The whole idea with Apple Pay is to replace the antiquated payments process– the credit card scanner– with a more secure yet much easier to use process. With all the pieces in place, all you would need to do to buy something is to place your iPhone or Apple Watch in front of a credit terminal. The way it works is typical Apple.
Numbers Out Of Sight
First, you’ll add a new credit card to your iTunes account using the iSight camera. Once the credit card is stored on Apple Pay you’re ready to go.
Authentication takes place with the iPhone’s Touch ID. At participating stores all you’ll need to do is hold the iPhone in front of the credit terminal, select which credit card you want to use, and it’s done.
The clerk behind the counter will never see a credit card, card number, security number, or even your name.

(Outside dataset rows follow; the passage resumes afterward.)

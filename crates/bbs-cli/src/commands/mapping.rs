use bbs_core::error::BbsError;
use bbs_core::mapping::ColumnMapping;
use bbs_core::model::ColumnKey;
use bbs_core::session::Session;
use std::path::PathBuf;

use crate::commands::{announce, upload, PipelineArgs};

pub fn run(pdf_file: Option<PathBuf>, pipeline: &PipelineArgs) -> Result<(), BbsError> {
    let Some(pdf_file) = pdf_file else {
        println!("{}", ColumnMapping::new().to_json()?);
        print_value_help(&[]);
        return Ok(());
    };

    let pipeline = pipeline.build()?;
    let mut session = Session::new();
    let extraction = upload(&mut session, &pdf_file, &pipeline)?;
    announce(extraction);

    let mapping = ColumnMapping::matching_labels(&extraction.table.columns);
    println!("{}", mapping.to_json()?);
    print_value_help(&extraction.table.columns);
    Ok(())
}

fn print_value_help(columns: &[ColumnKey]) {
    eprintln!();
    eprintln!("Values: \"ignore\", {{\"label\": \"<column>\"}} or {{\"position\": <n>}}");
    if !columns.is_empty() {
        eprintln!("Extracted columns:");
        for column in columns {
            match column {
                ColumnKey::Label(l) => eprintln!("  {{\"label\": {:?}}}", l),
                ColumnKey::Position(i) => eprintln!("  {{\"position\": {}}}", i),
            }
        }
    }
}
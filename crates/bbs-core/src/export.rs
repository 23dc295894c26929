use crate::error::BbsError;
use crate::model::OutputTable;
use std::io::Cursor;

/// Worksheet that receives the schedule.
pub const SHEET_NAME: &str = "Sheet1";

/// File name offered for the generated workbook.
pub const DEFAULT_FILE_NAME: &str = "bbs_converted_data.xlsx";

/// Serialize a mapped table to an `.xlsx` workbook with one worksheet.
///
/// Row 1 holds the canonical headers; data starts on row 2. Empty values
/// are left as blank cells and there is no index column.
pub fn write_xlsx(table: &OutputTable) -> Result<Vec<u8>, BbsError> {
    let mut book = umya_spreadsheet::new_file_empty_worksheet();
    let sheet = book
        .new_sheet(SHEET_NAME)
        .map_err(|e| BbsError::Export(e.to_string()))?;

    for (col, header) in table.headers.iter().enumerate() {
        sheet
            .get_cell_mut((col as u32 + 1, 1))
            .set_value_string(header.label());
    }

    for (r, row) in table.rows.iter().enumerate() {
        for (c, value) in row.iter().enumerate() {
            if value.is_empty() {
                continue;
            }
            sheet
                .get_cell_mut((c as u32 + 1, r as u32 + 2))
                .set_value_string(value.as_str());
        }
    }

    let mut buffer = Cursor::new(Vec::new());
    umya_spreadsheet::writer::xlsx::write_writer(&book, &mut buffer)
        .map_err(|e| BbsError::Export(e.to_string()))?;
    Ok(buffer.into_inner())
}
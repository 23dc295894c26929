mod commands;
mod output;

use clap::{Parser, Subcommand};
use commands::PipelineArgs;
use std::path::PathBuf;
use tracing_subscriber::EnvFilter;

#[derive(Parser)]
#[command(
    name = "bbs",
    version,
    about = "Convert Bar Bending Schedule PDFs into a standard spreadsheet"
)]
struct Cli {
    /// More log output on stderr (-v info, -vv debug). RUST_LOG overrides.
    #[arg(short, long, action = clap::ArgAction::Count, global = true)]
    verbose: u8,

    #[command(subcommand)]
    command: Commands,
}

#[derive(Subcommand)]
enum Commands {
    /// Extract the schedule table from a PDF and preview it
    Extract {
        /// Path to the BBS PDF
        input_file: PathBuf,

        #[command(flatten)]
        pipeline: PipelineArgs,

        /// Output format: table (default) or json
        #[arg(short, long, default_value = "table")]
        output: String,

        /// Write the extracted table to a JSON file
        #[arg(short = 'O', long = "out", value_name = "FILE")]
        out: Option<PathBuf>,

        /// Show what happened to each detected table fragment
        #[arg(long)]
        report: bool,
    },
    /// Print a column mapping template, matched against a PDF's columns if given
    Mapping {
        /// Path to the BBS PDF
        input_file: Option<PathBuf>,

        #[command(flatten)]
        pipeline: PipelineArgs,
    },
    /// Extract, map columns onto the standard headers and write an .xlsx file
    Convert {
        /// Path to the BBS PDF
        input_file: PathBuf,

        #[command(flatten)]
        pipeline: PipelineArgs,

        /// JSON column mapping (see `bbs mapping`)
        #[arg(short, long, value_name = "FILE", conflicts_with = "auto")]
        mapping: Option<PathBuf>,

        /// Map each standard header to the extracted column with the same name
        #[arg(long)]
        auto: bool,

        /// Output spreadsheet
        #[arg(short = 'O', long = "out", value_name = "FILE", default_value = bbs_core::export::DEFAULT_FILE_NAME)]
        out: PathBuf,
    },
}

fn init_logging(verbose: u8) {
    let level = match verbose {
        0 => "warn",
        1 => "info",
        _ => "debug",
    };
    let env_filter = EnvFilter::try_from_default_env()
        .unwrap_or_else(|_| EnvFilter::new(format!("bbs_core={level},bbs={level}")));
    tracing_subscriber::fmt()
        .with_env_filter(env_filter)
        .with_writer(std::io::stderr)
        .without_time()
        .init();
}

fn main() {
    let cli = Cli::parse();
    init_logging(cli.verbose);

    let result = match cli.command {
        Commands::Extract {
            input_file,
            pipeline,
            output,
            out,
            report,
        } => commands::extract::run(input_file, &pipeline, &output, out, report),
        Commands::Mapping {
            input_file,
            pipeline,
        } => commands::mapping::run(input_file, &pipeline),
        Commands::Convert {
            input_file,
            pipeline,
            mapping,
            auto,
            out,
        } => commands::convert::run(input_file, &pipeline, mapping, auto, out),
    };

    if let Err(e) = result {
        eprintln!("Error: {e}");
        std::process::exit(1);
    }
}
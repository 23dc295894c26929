use crate::error::BbsError;
use crate::extraction::{BBox, PageContent, PdfExtractor, Word};
use quick_xml::events::{BytesStart, Event};
use quick_xml::Reader;
use std::ffi::OsStr;
use std::path::Path;
use std::process::Command;

/// Word extraction backend using pdftotext (from poppler-utils).
///
/// Uses `pdftotext -bbox`, which emits every word with its bounding box
/// grouped by page.
pub struct PdftotextExtractor;

impl PdftotextExtractor {
    pub fn new() -> Self {
        PdftotextExtractor
    }

    /// Check if pdftotext is available on the system.
    pub fn is_available() -> bool {
        Command::new("pdftotext")
            .arg("-v")
            .output()
            .map(|o| o.status.success() || !o.stderr.is_empty())
            .unwrap_or(false)
    }
}

impl Default for PdftotextExtractor {
    fn default() -> Self {
        Self::new()
    }
}

impl PdfExtractor for PdftotextExtractor {
    fn extract_pages(&self, pdf: &Path) -> Result<Vec<PageContent>, BbsError> {
        let xml = run_pdftotext([OsStr::new("-bbox"), pdf.as_os_str(), OsStr::new("-")])?;
        parse_bbox_words(&xml)
    }

    fn backend_name(&self) -> &str {
        "pdftotext"
    }
}

/// Run pdftotext with the given arguments and return its stdout.
pub(crate) fn run_pdftotext<I, S>(args: I) -> Result<String, BbsError>
where
    I: IntoIterator<Item = S>,
    S: AsRef<OsStr>,
{
    let output = Command::new("pdftotext").args(args).output().map_err(|e| {
        if e.kind() == std::io::ErrorKind::NotFound {
            BbsError::PdftotextNotFound
        } else {
            BbsError::Extraction(format!("pdftotext failed: {}", e))
        }
    })?;

    if !output.status.success() {
        let code = output.status.code().unwrap_or(-1);
        let stderr = String::from_utf8_lossy(&output.stderr).to_string();
        return Err(BbsError::PdftotextFailed { code, stderr });
    }

    Ok(String::from_utf8_lossy(&output.stdout).to_string())
}

fn parse_bbox_words(xml: &str) -> Result<Vec<PageContent>, BbsError> {
    let mut reader = Reader::from_str(xml);
    reader.config_mut().trim_text(true);

    let mut pages: Vec<PageContent> = Vec::new();
    let mut current_word: Option<(BBox, String)> = None;

    loop {
        match reader.read_event().map_err(xml_error)? {
            Event::Start(e) => match e.name().as_ref() {
                b"page" => pages.push(PageContent {
                    page_number: pages.len() + 1,
                    words: Vec::new(),
                }),
                b"word" => current_word = Some((parse_bbox(&e)?, String::new())),
                _ => {}
            },
            // A page without any text is serialized as an empty element.
            Event::Empty(e) if e.name().as_ref() == b"page" => pages.push(PageContent {
                page_number: pages.len() + 1,
                words: Vec::new(),
            }),
            Event::Text(t) => {
                if let Some((_, text)) = current_word.as_mut() {
                    text.push_str(&t.unescape().map_err(xml_error)?);
                }
            }
            Event::End(e) if e.name().as_ref() == b"word" => {
                if let Some((bbox, text)) = current_word.take() {
                    let text = text.trim();
                    if !text.is_empty() {
                        if let Some(page) = pages.last_mut() {
                            page.words.push(Word {
                                text: text.to_string(),
                                bbox,
                            });
                        }
                    }
                }
            }
            Event::Eof => break,
            _ => {}
        }
    }

    Ok(pages)
}

fn parse_bbox(word: &BytesStart<'_>) -> Result<BBox, BbsError> {
    Ok(BBox {
        x_min: attr_f32(word, "xMin")?,
        y_min: attr_f32(word, "yMin")?,
        x_max: attr_f32(word, "xMax")?,
        y_max: attr_f32(word, "yMax")?,
    })
}

fn attr_f32(tag: &BytesStart<'_>, name: &str) -> Result<f32, BbsError> {
    let attr = tag
        .try_get_attribute(name)
        .map_err(xml_error)?
        .ok_or_else(|| BbsError::Extraction(format!("word without '{name}' attribute")))?;
    let value = attr.unescape_value().map_err(xml_error)?;
    value
        .trim()
        .parse()
        .map_err(|_| BbsError::Extraction(format!("invalid {name} value '{value}'")))
}

fn xml_error(e: impl std::fmt::Display) -> BbsError {
    BbsError::Extraction(format!("malformed pdftotext -bbox output: {e}"))
}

Apple says it has lined up the major credit card companies in the U.S.; American Express, MasterCard and Visa, and many tens of thousands of stores from Subway to Target and in-between.
Other mobile payment systems already exist, but are cumbersome to use. Apple promises a simpler system, but there are a few major hurdles to overcome, the first being the archaic credit card transaction system in the U.S.
The second is a security issue. Apple has taken some heat thanks to the recently hacked iCloud accounts, but the iPhone has a built-in secure enclave to store data (including fingerprint data), and issue a one-time token to complete a purchase. If your iPhone is stolen, the Find My iPhone app can suspend all payments from the iPhone (which would likely not be compromised anyway, thanks to Touch ID).
Both Visa and MasterCard have provided incentives for merchants to upgrade their systems by the end of 2015. So, Apple Pay is coming, just not overnight, not everywhere, and not without a few issues, including educating customers and merchants.
The change in credit card purchase methods in the U.S. is fully a David and Goliath battle, but that seems to be what Apple does best.